Search code examples
google-cloud-platformcloudgsutilgoogle-cloud-storage

Is there a way to perform resumable uploads using gsutil cp (not REST APIs) across different machines?


When gsutil cp fails, we can resume the session by running the exact same command on the same machine (session is tracked via ~/.gsutil/tracker-files). However, when we switch machines, this directory no longer exists, so when running the same command, the session is not resumed. See Resumable Uploads (CLI) and Background On Resumable Transfers.

Alternatively, I see that with Resumable Uploads (REST APIs), we can generate a session URI and pass this URI to different commands. However, I don't see the option to pass in a session URI in the gsutil cp options listed here.

With this information, is the only way to resume the session via gsutil CLI by sharing the ~/.gsutil/tracker-files volume among different machines?


Solution

  • Both gsutil and gcloud alpha storage use local tracker files to handle resuming uploads, so yes, you'd need to copy those files to a new machine if you wanted to resume the operation elsewhere.

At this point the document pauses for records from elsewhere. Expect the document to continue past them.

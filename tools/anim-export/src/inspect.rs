//! `inspect` command: list the objects a source file decodes to

use std::path::Path;

use anyhow::{Context, Result};

use crate::decode::{AnimationObject, BindingObject, DecodedObject, ObjectDecoder, SkeletonObject};

/// Object counts found in one file
#[derive(Debug, Default, Clone, Copy, PartialEq, Eq)]
pub struct InspectSummary {
    pub skeletons: usize,
    pub animations: usize,
    pub bindings: usize,
}

/// Decode `path` and log every skeleton, animation and binding in it
pub fn inspect_file(decoder: &dyn ObjectDecoder, path: &Path) -> Result<InspectSummary> {
    let objects = decoder
        .decode(path)
        .with_context(|| format!("Failed to inspect {:?}", path))?;

    tracing::info!("{:?}: {} objects", path, objects.len());
    let mut summary = InspectSummary::default();
    for (index, object) in objects.iter().enumerate() {
        match object {
            DecodedObject::Skeleton(skeleton) => {
                summary.skeletons += 1;
                log_skeleton(index, skeleton);
            }
            DecodedObject::Animation(animation) => {
                summary.animations += 1;
                log_animation(index, animation);
            }
            DecodedObject::AnimationBinding(binding) => {
                summary.bindings += 1;
                log_binding(index, binding);
            }
        }
    }

    if summary.animations == 0 && summary.skeletons == 0 {
        tracing::warn!("No skeleton or animation objects in {:?}", path);
    }
    Ok(summary)
}

fn log_skeleton(index: usize, object: &SkeletonObject) {
    tracing::info!(
        "  [{}] skeleton '{}': {} bones",
        index,
        object.name.as_deref().unwrap_or("unnamed"),
        object.bones.len()
    );
    match object.to_skeleton() {
        Ok(skeleton) => {
            tracing::info!("      root: '{}'", skeleton.root().name);
            for bone in skeleton.bones() {
                let parent = bone
                    .parent()
                    .and_then(|p| skeleton.bone(p))
                    .map(|p| p.name.as_str())
                    .unwrap_or("-");
                tracing::debug!("      '{}' <- '{}'", bone.name, parent);
            }
        }
        Err(err) => tracing::warn!("      invalid skeleton: {}", err),
    }
}

fn log_animation(index: usize, object: &AnimationObject) {
    let sampler = object.sampler();
    let frames = sampler.frames_for(0).len();
    tracing::info!(
        "  [{}] animation '{}': {}, {} tracks, {} frames, {:.3}s",
        index,
        object.name.as_deref().unwrap_or("unnamed"),
        object.layout(),
        sampler.track_count(),
        frames,
        object.duration
    );
}

fn log_binding(index: usize, object: &BindingObject) {
    tracing::info!(
        "  [{}] binding{}: {} tracks -> bones {:?}",
        index,
        object
            .animation
            .as_deref()
            .map(|a| format!(" for '{}'", a))
            .unwrap_or_default(),
        object.transform_track_to_bone_indices.len(),
        object.transform_track_to_bone_indices
    );
}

    As you noted, the API itself provides a "session URI" that you can use to query the upload progress and resume the upload from anywhere, but I don't believe specifying it explicitly is an option in either command line utility.

    Our client libraries do support it, though. If recovering uploads from different machines is a regular part of your workflow, you could perhaps write a small, custom uploader program. Here's an example of how to use resumable uploads with the C++ client. The key section is:

        gcs::ObjectWriteStream stream =
        client.WriteObject(bucket_name, object_name,
                           gcs::RestoreResumableUploadSession(session_id));
        std::cout << "I should start writing from byte " << stream.next_expected_byte();